Exercise
Search the entries for the word "unusable". Copy each line in which it is found.

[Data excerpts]
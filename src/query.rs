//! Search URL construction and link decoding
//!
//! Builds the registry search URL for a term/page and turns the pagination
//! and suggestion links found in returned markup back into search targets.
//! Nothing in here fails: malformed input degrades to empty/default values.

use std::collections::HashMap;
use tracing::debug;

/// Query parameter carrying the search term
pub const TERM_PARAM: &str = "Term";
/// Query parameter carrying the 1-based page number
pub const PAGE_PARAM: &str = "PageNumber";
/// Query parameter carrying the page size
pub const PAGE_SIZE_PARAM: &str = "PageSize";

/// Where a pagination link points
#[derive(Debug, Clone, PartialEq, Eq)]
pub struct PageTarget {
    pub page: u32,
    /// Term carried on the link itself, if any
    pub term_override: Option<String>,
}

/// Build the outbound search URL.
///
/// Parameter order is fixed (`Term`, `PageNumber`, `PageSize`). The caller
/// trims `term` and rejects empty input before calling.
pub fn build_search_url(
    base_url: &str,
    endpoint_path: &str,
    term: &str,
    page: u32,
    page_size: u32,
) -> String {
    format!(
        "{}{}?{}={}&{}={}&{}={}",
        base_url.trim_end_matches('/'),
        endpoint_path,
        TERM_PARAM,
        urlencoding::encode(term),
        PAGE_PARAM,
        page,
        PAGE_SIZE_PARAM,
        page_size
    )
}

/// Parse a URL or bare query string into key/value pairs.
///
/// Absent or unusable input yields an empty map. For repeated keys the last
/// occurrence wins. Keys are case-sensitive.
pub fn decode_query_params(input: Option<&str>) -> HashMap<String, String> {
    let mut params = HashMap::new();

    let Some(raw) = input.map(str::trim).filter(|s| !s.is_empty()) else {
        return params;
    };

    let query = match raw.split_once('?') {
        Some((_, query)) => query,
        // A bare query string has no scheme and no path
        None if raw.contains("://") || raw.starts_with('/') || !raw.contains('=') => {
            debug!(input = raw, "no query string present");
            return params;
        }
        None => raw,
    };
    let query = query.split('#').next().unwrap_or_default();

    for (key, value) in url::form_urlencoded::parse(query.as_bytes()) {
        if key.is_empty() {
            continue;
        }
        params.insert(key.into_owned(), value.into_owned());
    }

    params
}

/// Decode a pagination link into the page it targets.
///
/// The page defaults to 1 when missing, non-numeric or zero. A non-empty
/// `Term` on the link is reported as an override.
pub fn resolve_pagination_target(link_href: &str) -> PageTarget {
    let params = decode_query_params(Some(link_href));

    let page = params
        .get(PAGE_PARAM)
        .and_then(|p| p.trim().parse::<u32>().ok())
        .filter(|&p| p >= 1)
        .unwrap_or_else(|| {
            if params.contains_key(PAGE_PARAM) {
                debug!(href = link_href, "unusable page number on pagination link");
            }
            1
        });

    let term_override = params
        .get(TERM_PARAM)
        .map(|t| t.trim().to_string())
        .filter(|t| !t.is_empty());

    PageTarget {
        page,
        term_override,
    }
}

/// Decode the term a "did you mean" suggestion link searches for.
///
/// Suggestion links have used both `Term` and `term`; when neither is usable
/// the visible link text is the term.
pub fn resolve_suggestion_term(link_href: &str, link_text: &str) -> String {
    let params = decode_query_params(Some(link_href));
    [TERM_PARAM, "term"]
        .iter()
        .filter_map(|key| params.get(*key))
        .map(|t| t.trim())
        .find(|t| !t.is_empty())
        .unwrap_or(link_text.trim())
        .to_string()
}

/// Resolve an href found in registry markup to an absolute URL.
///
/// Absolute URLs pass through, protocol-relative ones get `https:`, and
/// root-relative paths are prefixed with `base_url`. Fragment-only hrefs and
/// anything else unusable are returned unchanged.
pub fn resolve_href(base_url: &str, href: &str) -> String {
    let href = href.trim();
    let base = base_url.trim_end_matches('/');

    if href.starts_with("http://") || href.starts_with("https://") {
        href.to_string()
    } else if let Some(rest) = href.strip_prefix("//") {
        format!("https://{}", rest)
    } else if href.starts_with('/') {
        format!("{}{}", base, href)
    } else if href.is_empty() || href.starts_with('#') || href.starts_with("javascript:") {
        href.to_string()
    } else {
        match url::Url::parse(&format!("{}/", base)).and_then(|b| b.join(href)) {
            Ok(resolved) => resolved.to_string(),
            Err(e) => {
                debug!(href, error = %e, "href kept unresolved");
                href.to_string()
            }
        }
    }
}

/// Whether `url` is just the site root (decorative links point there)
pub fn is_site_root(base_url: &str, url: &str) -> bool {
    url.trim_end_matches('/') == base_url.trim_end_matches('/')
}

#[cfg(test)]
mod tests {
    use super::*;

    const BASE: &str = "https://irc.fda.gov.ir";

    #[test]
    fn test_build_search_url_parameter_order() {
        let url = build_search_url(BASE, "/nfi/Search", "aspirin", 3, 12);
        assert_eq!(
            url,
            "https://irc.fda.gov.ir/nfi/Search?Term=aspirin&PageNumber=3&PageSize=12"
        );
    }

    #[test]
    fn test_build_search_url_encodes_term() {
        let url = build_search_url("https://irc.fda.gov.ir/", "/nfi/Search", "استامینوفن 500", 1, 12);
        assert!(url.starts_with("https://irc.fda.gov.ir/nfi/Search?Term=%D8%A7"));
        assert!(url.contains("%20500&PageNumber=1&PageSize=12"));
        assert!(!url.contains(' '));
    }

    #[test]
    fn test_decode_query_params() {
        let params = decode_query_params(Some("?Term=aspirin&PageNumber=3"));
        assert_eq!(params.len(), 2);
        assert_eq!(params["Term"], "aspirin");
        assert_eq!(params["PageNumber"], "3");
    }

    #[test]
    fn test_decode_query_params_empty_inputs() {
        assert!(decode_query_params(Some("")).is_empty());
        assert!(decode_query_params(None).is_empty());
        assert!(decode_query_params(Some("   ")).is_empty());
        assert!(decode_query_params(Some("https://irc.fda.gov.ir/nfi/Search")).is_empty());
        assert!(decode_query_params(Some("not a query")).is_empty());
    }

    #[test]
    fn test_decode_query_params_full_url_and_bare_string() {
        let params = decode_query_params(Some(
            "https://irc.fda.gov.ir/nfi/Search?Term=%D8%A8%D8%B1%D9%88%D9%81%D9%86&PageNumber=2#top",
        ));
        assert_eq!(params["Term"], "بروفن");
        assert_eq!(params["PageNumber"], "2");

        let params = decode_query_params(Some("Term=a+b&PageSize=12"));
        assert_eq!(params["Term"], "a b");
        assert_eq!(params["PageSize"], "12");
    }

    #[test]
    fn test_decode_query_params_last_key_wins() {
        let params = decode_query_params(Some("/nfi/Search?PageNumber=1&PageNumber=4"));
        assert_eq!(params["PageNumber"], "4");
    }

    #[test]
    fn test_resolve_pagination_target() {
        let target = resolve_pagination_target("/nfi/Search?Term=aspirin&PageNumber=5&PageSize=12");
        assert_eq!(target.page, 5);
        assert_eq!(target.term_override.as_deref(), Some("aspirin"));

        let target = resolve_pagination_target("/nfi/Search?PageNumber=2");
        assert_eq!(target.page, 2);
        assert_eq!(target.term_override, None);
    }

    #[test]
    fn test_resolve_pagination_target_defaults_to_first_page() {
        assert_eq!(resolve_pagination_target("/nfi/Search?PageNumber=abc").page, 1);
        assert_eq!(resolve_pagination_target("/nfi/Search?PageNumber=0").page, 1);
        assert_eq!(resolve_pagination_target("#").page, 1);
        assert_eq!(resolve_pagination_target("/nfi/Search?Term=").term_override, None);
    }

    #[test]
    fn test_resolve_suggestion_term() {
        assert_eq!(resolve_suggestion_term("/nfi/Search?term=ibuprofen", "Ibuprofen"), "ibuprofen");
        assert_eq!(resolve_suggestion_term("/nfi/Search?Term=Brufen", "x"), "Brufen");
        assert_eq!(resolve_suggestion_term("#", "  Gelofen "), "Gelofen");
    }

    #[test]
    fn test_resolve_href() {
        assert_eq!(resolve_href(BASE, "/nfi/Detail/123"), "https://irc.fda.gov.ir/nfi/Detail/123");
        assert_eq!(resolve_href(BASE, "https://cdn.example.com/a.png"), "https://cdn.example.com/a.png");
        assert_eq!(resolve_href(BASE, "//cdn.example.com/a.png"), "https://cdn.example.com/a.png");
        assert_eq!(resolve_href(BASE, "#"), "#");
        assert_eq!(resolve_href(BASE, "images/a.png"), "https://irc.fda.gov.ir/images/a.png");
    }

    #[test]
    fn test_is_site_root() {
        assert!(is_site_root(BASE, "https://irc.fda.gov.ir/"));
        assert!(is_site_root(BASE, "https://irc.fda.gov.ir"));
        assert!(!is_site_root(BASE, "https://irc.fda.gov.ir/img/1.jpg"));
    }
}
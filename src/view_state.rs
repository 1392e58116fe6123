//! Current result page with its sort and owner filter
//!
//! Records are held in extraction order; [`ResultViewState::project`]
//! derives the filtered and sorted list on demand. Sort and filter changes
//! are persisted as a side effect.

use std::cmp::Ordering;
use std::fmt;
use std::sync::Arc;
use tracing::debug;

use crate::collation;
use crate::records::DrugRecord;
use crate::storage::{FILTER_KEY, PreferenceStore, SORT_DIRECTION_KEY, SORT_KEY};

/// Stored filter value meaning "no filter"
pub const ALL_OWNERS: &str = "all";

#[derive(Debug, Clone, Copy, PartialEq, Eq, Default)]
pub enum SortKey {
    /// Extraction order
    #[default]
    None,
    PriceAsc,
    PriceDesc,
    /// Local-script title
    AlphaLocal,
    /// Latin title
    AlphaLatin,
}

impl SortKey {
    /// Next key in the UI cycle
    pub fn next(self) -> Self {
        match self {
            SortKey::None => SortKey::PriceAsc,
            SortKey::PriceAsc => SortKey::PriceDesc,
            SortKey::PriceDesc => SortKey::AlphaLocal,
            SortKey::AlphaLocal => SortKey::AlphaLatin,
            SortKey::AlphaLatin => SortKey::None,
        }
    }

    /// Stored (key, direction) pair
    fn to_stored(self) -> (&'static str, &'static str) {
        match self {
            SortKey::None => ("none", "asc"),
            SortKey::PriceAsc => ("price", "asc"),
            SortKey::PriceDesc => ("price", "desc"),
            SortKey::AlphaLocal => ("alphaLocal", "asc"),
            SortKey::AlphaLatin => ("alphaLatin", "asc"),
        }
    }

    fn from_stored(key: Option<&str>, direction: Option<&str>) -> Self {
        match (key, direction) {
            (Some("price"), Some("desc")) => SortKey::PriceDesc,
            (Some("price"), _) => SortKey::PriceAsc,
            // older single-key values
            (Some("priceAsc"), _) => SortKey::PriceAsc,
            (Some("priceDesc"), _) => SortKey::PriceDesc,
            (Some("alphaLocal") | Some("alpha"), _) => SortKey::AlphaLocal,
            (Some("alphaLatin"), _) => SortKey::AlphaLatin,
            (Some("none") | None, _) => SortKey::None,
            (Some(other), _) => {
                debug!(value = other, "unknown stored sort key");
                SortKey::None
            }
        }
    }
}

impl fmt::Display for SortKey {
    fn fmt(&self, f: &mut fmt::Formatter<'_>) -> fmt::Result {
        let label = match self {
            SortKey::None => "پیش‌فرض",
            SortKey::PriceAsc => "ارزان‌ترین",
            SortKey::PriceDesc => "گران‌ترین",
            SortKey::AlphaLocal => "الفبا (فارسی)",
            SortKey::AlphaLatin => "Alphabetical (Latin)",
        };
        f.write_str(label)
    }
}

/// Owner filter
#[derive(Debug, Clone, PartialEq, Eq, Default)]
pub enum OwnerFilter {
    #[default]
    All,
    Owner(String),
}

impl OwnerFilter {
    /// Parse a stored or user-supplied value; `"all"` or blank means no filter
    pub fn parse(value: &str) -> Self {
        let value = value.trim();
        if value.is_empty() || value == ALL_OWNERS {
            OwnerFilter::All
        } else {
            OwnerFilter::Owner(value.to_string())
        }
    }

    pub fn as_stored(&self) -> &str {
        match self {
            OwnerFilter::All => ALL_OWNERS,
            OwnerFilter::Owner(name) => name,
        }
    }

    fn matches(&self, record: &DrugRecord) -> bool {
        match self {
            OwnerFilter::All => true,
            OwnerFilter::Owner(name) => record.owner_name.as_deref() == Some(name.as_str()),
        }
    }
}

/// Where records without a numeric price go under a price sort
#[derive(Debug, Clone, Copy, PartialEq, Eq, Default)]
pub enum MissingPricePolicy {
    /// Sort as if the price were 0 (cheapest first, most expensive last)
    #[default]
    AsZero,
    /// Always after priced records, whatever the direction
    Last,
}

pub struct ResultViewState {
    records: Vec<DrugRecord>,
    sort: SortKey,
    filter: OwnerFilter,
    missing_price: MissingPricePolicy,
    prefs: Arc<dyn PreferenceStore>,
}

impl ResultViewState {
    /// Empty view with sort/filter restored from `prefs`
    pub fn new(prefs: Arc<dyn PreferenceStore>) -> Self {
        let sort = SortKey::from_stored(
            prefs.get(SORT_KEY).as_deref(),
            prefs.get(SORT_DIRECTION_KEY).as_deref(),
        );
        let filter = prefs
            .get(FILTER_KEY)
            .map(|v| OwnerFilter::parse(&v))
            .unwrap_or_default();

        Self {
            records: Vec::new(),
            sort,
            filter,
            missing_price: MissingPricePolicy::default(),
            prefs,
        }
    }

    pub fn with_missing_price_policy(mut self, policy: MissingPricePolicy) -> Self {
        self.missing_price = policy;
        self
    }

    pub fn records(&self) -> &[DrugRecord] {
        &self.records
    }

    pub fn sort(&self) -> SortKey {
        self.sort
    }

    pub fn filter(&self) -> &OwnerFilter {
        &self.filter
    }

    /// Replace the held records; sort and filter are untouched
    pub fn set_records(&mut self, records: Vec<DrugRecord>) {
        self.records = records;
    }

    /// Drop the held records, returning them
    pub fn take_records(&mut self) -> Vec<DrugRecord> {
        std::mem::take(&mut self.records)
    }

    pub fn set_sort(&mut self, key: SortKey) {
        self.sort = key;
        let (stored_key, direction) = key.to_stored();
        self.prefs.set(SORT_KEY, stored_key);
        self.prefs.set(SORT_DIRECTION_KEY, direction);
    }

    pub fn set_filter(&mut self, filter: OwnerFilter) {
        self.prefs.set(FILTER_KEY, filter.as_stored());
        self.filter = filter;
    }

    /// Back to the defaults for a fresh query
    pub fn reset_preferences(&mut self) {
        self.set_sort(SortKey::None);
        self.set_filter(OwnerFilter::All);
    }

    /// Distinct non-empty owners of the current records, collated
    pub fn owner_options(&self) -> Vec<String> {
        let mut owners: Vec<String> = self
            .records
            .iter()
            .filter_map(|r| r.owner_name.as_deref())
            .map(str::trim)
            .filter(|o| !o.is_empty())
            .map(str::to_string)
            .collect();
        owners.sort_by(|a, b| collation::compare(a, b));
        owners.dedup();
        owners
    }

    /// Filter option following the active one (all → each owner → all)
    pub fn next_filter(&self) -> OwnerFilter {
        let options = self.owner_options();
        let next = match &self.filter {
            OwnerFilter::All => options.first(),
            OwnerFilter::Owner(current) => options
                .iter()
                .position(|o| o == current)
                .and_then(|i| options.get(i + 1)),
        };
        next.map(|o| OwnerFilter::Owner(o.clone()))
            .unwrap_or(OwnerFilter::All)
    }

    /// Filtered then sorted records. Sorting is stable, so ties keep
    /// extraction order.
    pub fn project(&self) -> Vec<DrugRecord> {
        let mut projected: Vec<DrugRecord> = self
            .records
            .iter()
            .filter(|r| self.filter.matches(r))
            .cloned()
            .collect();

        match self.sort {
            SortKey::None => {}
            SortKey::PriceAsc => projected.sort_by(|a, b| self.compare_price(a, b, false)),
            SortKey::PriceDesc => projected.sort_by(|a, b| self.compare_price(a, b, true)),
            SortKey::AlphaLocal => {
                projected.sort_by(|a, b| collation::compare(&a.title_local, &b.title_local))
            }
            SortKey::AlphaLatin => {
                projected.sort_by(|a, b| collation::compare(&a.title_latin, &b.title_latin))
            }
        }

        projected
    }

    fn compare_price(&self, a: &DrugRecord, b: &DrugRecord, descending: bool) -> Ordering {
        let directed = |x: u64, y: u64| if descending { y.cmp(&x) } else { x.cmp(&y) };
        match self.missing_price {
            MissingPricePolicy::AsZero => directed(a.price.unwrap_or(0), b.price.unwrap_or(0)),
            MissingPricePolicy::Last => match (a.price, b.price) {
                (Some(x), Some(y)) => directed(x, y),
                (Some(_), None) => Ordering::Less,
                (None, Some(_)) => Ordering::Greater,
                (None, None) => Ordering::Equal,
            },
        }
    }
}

The answer
/// Absent or unusable input yields an empty map. For repeated keys the last
                debug!(href = link_href, "unusable page number on pagination link");
/// anything else unusable are returned unchanged.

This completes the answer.